So, without further ado, here are the players who made my 2009 MLB End of Year All-Star Teams (in alphabetical order by position):
(Lots of space here when I added the table. Don't know why...)
Most of the position players were chosen based on statistics comparing the top eight position players in each league (hits, runs, home runs, rbi's, walks, strikeouts, stolen bases, caught stealing, and batting average). In most cases, the players I had chosen earlier due to the one person per team rule made the top three (with the only exception of the second base position in the NL).

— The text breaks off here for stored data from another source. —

use crate::data::{
    CHARGED_KAON_MASS, CHARGED_PION_MASS, NEUTRAL_PION_MASS, NEUTRON_MASS, PROTON_MASS,
    SPECIES_BY_PDG,
};
use crate::fate::Fate;
use std::fmt;

/// Hadron species the transport engine knows how to handle.
#[derive(Debug, Clone, Copy, PartialEq, Eq, Hash)]
pub enum Species {
    PiPlus,
    PiMinus,
    PiZero,
    Proton,
    Neutron,
    KPlus,
    KMinus,
    Photon,
}

/// Families share fate sets and final-state channel rules.
#[derive(Debug, Clone, Copy, PartialEq, Eq, Hash)]
pub enum Family {
    Pion,
    Nucleon,
    Kaon,
    Photon,
}

const NUCLEON_AND_PION_FATES: [Fate; 5] = [
    Fate::ChargeExchange,
    Fate::Elastic,
    Fate::Inelastic,
    Fate::Absorption,
    Fate::PionProduction,
];
const KAON_FATES: [Fate; 2] = [Fate::Inelastic, Fate::Absorption];

impl Family {
    /// Fates a hadron of this family can undergo, in selection order.
    ///
    /// The order is significant: fate selection walks the cumulative sum of
    /// fractions in exactly this sequence.
    pub fn applicable_fates(self) -> &'static [Fate] {
        match self {
            Family::Pion | Family::Nucleon => &NUCLEON_AND_PION_FATES,
            Family::Kaon => &KAON_FATES,
            Family::Photon => &[],
        }
    }
}

impl Species {
    pub const ALL: [Species; 8] = [
        Species::PiPlus,
        Species::PiMinus,
        Species::PiZero,
        Species::Proton,
        Species::Neutron,
        Species::KPlus,
        Species::KMinus,
        Species::Photon,
    ];

    pub fn pdg(self) -> i32 {
        match self {
            Species::PiPlus => 211,
            Species::PiMinus => -211,
            Species::PiZero => 111,
            Species::Proton => 2212,
            Species::Neutron => 2112,
            Species::KPlus => 321,
            Species::KMinus => -321,
            Species::Photon => 22,
        }
    }

    pub fn from_pdg(code: i32) -> Option<Species> {
        SPECIES_BY_PDG.get(&code).copied()
    }

    pub fn family(self) -> Family {
        match self {
            Species::PiPlus | Species::PiMinus | Species::PiZero => Family::Pion,
            Species::Proton | Species::Neutron => Family::Nucleon,
            Species::KPlus | Species::KMinus => Family::Kaon,
            Species::Photon => Family::Photon,
        }
    }

    /// Rest mass in GeV.
    pub fn mass(self) -> f64 {
        match self {
            Species::PiPlus | Species::PiMinus => CHARGED_PION_MASS,
            Species::PiZero => NEUTRAL_PION_MASS,
            Species::Proton => PROTON_MASS,
            Species::Neutron => NEUTRON_MASS,
            Species::KPlus | Species::KMinus => CHARGED_KAON_MASS,
            Species::Photon => 0.0,
        }
    }

    /// Electric charge in units of e.
    pub fn charge(self) -> i32 {
        match self {
            Species::PiPlus | Species::Proton | Species::KPlus => 1,
            Species::PiMinus | Species::KMinus => -1,
            Species::PiZero | Species::Neutron | Species::Photon => 0,
        }
    }

    pub fn baryon_number(self) -> i32 {
        match self.family() {
            Family::Nucleon => 1,
            _ => 0,
        }
    }

    pub fn is_nucleon(self) -> bool {
        self.family() == Family::Nucleon
    }

    pub fn is_pion(self) -> bool {
        self.family() == Family::Pion
    }

    pub fn nucleon_with_charge(charge: i32) -> Option<Species> {
        match charge {
            1 => Some(Species::Proton),
            0 => Some(Species::Neutron),
            _ => None,
        }
    }

    pub fn pion_with_charge(charge: i32) -> Option<Species> {
        match charge {
            1 => Some(Species::PiPlus),
            0 => Some(Species::PiZero),
            -1 => Some(Species::PiMinus),
            _ => None,
        }
    }

    pub fn name(self) -> &'static str {
        match self {
            Species::PiPlus => "pi+",
            Species::PiMinus => "pi-",
            Species::PiZero => "pi0",
            Species::Proton => "p",
            Species::Neutron => "n",
            Species::KPlus => "K+",
            Species::KMinus => "K-",
            Species::Photon => "gamma",
        }
    }
}

impl fmt::Display for Species {
    fn fmt(&self, f: &mut fmt::Formatter<'_>) -> fmt::Result {
        f.write_str(self.name())
    }
}

#[cfg(test)]
mod tests {
    use super::*;

    #[test]
    fn pdg_codes_resolve_back_to_species() {
        for species in Species::ALL {
            assert_eq!(Species::from_pdg(species.pdg()), Some(species));
        }
        assert_eq!(Species::from_pdg(3122), None);
    }

    #[test]
    fn fate_sets_per_family() {
        assert_eq!(Species::PiPlus.family().applicable_fates().len(), 5);
        assert_eq!(Species::Neutron.family().applicable_fates()[0], Fate::ChargeExchange);
        assert_eq!(
            Species::KMinus.family().applicable_fates(),
            &[Fate::Inelastic, Fate::Absorption]
        );
        assert!(Species::Photon.family().applicable_fates().is_empty());
    }

    #[test]
    fn charge_lookups() {
        assert_eq!(Species::pion_with_charge(-1), Some(Species::PiMinus));
        assert_eq!(Species::nucleon_with_charge(1), Some(Species::Proton));
        assert_eq!(Species::nucleon_with_charge(-1), None);
        assert_eq!(Species::Proton.baryon_number(), 1);
        assert_eq!(Species::KPlus.baryon_number(), 0);
    }
}
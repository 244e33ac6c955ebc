use std::fs;
use std::io;
use std::path::Path;
use std::path::PathBuf;
use std::process::ExitCode;

use clap::Parser;
use fragment_typegen::error::TypegenError;
use fragment_typegen::schema_printer;
use fragment_typegen::TypegenOptions;
use fragment_typegen::TypegenSchema;
use fragment_typegen::UnknownFragmentPolicy;
use tracing_subscriber::EnvFilter;

/// CLI arguments. See <https://docs.rs/clap/latest/clap/_derive/index.html>
#[derive(Parser)]
#[command(version)]
struct Args {
    #[command(subcommand)]
    command: Command,
}

#[derive(clap::Subcommand)]
enum Command {
    /// Prints the TypeScript type of a fragment or operation document
    Generate {
        /// The path to the schema SDL file
        #[arg(long)]
        schema: PathBuf,
        /// The path to the document, or `-` for stdin
        document: PathBuf,
        /// Treat the document as a set of fragments rooted at this one
        #[arg(long, conflicts_with = "operation")]
        root: Option<String>,
        /// Treat the document as an operation
        #[arg(long)]
        operation: bool,
        /// Response names to leave out, may be repeated
        #[arg(long = "exclude")]
        exclude: Vec<String>,
        #[arg(long, default_value_t = 0)]
        indent: usize,
        #[arg(long, value_enum, default_value_t = Mode::Plain)]
        mode: Mode,
        /// Overrides the default handling of spreads of undefined fragments
        #[arg(long)]
        unknown_fragments: Option<UnknownFragmentPolicy>,
        /// Print the result as JSON
        #[arg(long)]
        json: bool,
    },
    /// Prints interfaces for the input objects and enums of a schema
    InputTypes {
        /// The path to the schema SDL file
        #[arg(long)]
        schema: PathBuf,
    },
    /// Prints a brand declaration for every object type of a schema
    Brands {
        /// The path to the schema SDL file
        #[arg(long)]
        schema: PathBuf,
    },
}

#[derive(Clone, Copy, PartialEq, Eq, clap::ValueEnum)]
enum Mode {
    Plain,
    Branded,
    Named,
}

/// Which kind of document is being generated for.
enum Document<'a> {
    Fragment,
    MultiFragment(&'a str),
    Operation,
}

#[derive(Debug, thiserror::Error)]
enum CliError {
    #[error("could not read {path}: {source}")]
    Io { path: String, source: io::Error },
    #[error(transparent)]
    Typegen(#[from] TypegenError),
    #[error(transparent)]
    Json(#[from] serde_json::Error),
}

fn main() -> ExitCode {
    tracing_subscriber::fmt()
        .with_writer(io::stderr)
        .with_env_filter(
            EnvFilter::try_from_default_env().unwrap_or_else(|_| EnvFilter::new("warn")),
        )
        .init();

    let args = Args::parse();
    let result = match args.command {
        Command::Generate {
            schema,
            document,
            root,
            operation,
            exclude,
            indent,
            mode,
            unknown_fragments,
            json,
        } => {
            let kind = match (&root, operation) {
                (Some(root), _) => Document::MultiFragment(root),
                (None, true) => Document::Operation,
                (None, false) => Document::Fragment,
            };
            let mut options = TypegenOptions::default()
                .with_fields_to_exclude(exclude)
                .with_indent(indent);
            if let Some(policy) = unknown_fragments {
                options = options.with_unknown_fragments(policy);
            }
            generate(&schema, &document, kind, mode, &options, json)
        }
        Command::InputTypes { schema } => {
            load_schema(&schema).map(|schema| schema_printer::print_input_object_types(&schema))
        }
        Command::Brands { schema } => {
            load_schema(&schema).map(|schema| schema_printer::print_type_brands(&schema))
        }
    };

    match result {
        Ok(output) => {
            println!("{output}");
            ExitCode::SUCCESS
        }
        Err(error) => {
            eprintln!("{error}");
            ExitCode::FAILURE
        }
    }
}

fn read_input(path: &Path) -> Result<String, CliError> {
    let result = if path == Path::new("-") {
        io::read_to_string(io::stdin())
    } else {
        fs::read_to_string(path)
    };
    result.map_err(|source| CliError::Io {
        path: path.display().to_string(),
        source,
    })
}

fn load_schema(path: &Path) -> Result<TypegenSchema, CliError> {
    let sdl = read_input(path)?;
    Ok(TypegenSchema::parse(&sdl, path)?)
}

fn generate(
    schema_path: &Path,
    document_path: &Path,
    kind: Document<'_>,
    mode: Mode,
    options: &TypegenOptions,
    json: bool,
) -> Result<String, CliError> {
    let schema = load_schema(schema_path)?;
    let source = read_input(document_path)?;
    tracing::debug!(document = %document_path.display(), "generating types");

    match mode {
        Mode::Plain => {
            let text = match kind {
                Document::Fragment => {
                    fragment_typegen::fragment_type_definition(&schema, &source, options)?
                }
                Document::MultiFragment(root) => fragment_typegen::multi_fragment_type_definition(
                    &schema, &source, root, options,
                )?,
                Document::Operation => {
                    fragment_typegen::operation_type_definition(&schema, &source, options)?
                }
            };
            if json {
                Ok(serde_json::to_string_pretty(&text)?)
            } else {
                Ok(text)
            }
        }
        Mode::Branded => {
            let definition = match kind {
                Document::Fragment => {
                    fragment_typegen::fragment_branded_type_definition(&schema, &source, options)?
                }
                Document::MultiFragment(root) => {
                    fragment_typegen::multi_fragment_branded_type_definition(
                        &schema, &source, root, options,
                    )?
                }
                Document::Operation => {
                    fragment_typegen::operation_branded_type_definition(&schema, &source, options)?
                }
            };
            if json {
                Ok(serde_json::to_string_pretty(&definition)?)
            } else {
                Ok(format!(
                    "// brands: {}\n{}\n\n{}",
                    definition.brands_to_import.join(", "),
                    definition.fragment_type_text,
                    definition.fragment_type_brand_text
                ))
            }
        }
        Mode::Named => {
            let definition = match kind {
                Document::Fragment => {
                    fragment_typegen::fragment_named_type_definition(&schema, &source, options)?
                }
                Document::MultiFragment(root) => {
                    fragment_typegen::multi_fragment_named_type_definition(
                        &schema, &source, root, options,
                    )?
                }
                Document::Operation => {
                    fragment_typegen::operation_named_type_definition(&schema, &source, options)?
                }
            };
            if json {
                Ok(serde_json::to_string_pretty(&definition)?)
            } else {
                let mut text = definition.type_text;
                for (name, named_type) in &definition.named_types {
                    text.push_str(&format!("\n\nexport type {name} = {named_type};"));
                }
                Ok(text)
            }
        }
    }
}
use indexmap::IndexMap;

use crate::types::FlattenedObjectType;
use crate::types::FlattenedType;

/// Collects every field carrying an export name, anywhere in `ty`, keyed by that name.
///
/// Values are the field types with their outer `NonNull` stripped. When two fields share an
/// export name the last one visited wins.
pub fn extract_named_types(ty: &FlattenedType) -> IndexMap<String, FlattenedType> {
    let mut named_types = IndexMap::new();
    collect(ty, &mut named_types);
    named_types
}

fn collect(ty: &FlattenedType, named_types: &mut IndexMap<String, FlattenedType>) {
    match ty {
        FlattenedType::NonNull(inner) | FlattenedType::List(inner) => collect(inner, named_types),
        FlattenedType::Object(FlattenedObjectType::Single(single)) => {
            for field in &single.fields {
                if let Some(export_name) = &field.export_name {
                    named_types.insert(export_name.clone(), field.ty.clone().into_nullable());
                }
                collect(&field.ty, named_types);
            }
        }
        FlattenedType::Object(FlattenedObjectType::Spread(spread)) => {
            for field in spread.spreads.iter().flat_map(|spread| spread.fields()) {
                if let Some(export_name) = &field.export_name {
                    named_types.insert(export_name.clone(), field.ty.clone().into_nullable());
                }
                collect(&field.ty, named_types);
            }
        }
        FlattenedType::Scalar(_) | FlattenedType::Reference(_) => {}
    }
}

In previous years, I tended to show a little more bias to Chicago players (on both sides) in cases where if I thought I could choose them over another person, I would (hey, I'm from Chicago, what can I say). And when I introduce the teams from previous years (I swear I will do this during the off season...), you will see what I mean. But for the second year in a row, because I am presenting them to the world, I thought I'd try to be as open minded as I can and pick the proper deserving players. And for the first time in a long time, both Chicago teams have only one representative each (Lee for the NL, Pierzynski for the AL). Other one-person teams this year include the Athletics (Cust), Indians (Choo), Orioles (Markakis), Royals (Grienke), Brewers (Braun), Mets (Castillo), Padres (Bell), and Pirates (Laroche). The Red Sox, Yankees, Cardinals and Phillies each have five players representing them on both teams. This is also the first time that I can recall having an entire outfield trio from one team on one of my all-star teams (I have had in the past all four members of an infield on a team). And for the first time ever, two brothers make the same team at the same position (Yadier and Bengie are both catchers. Imagine if brother Jose played in the NL).
Are there snubs? You bet. Prince Fielder isn't on the NL side. Neither is Adrian Gonzalez. One glaring omission on the AL side would be Alex Rodriguez. There are (ahem) legitimate reasons why I didn't add them this year. For example, Michael Young had the highest batting average in the AL for third basemen this year (.322, along with an .892 OPS, 22 home runs, and 280 total bases). I just could not keep him off the team. Evan Longoria and Chone Figgins went 1 and 2 on my calculation scales, so in they went, leaving ARod (who was #3) on the outside. It was once said that it wouldn't matter how many times you expand an all-star roster, someone will always be left out.
So ends the presentation for my 2009 End of Year MLB All-Star Teams. Please feel free to comment, debate, tell me that I did a good job, or that I don't know what I'm talking about and should have put in this person for another (A commentor suggested that I should have picked Brian Roberts over Markakis).
Let the debates continue. Again, during the off-season, I'll be looking back at past teams that I made up in my spare time. It'll be an experience for me to look back and see where my mind was at the time. And it will give me something to do before the 2010 Topps cards come out.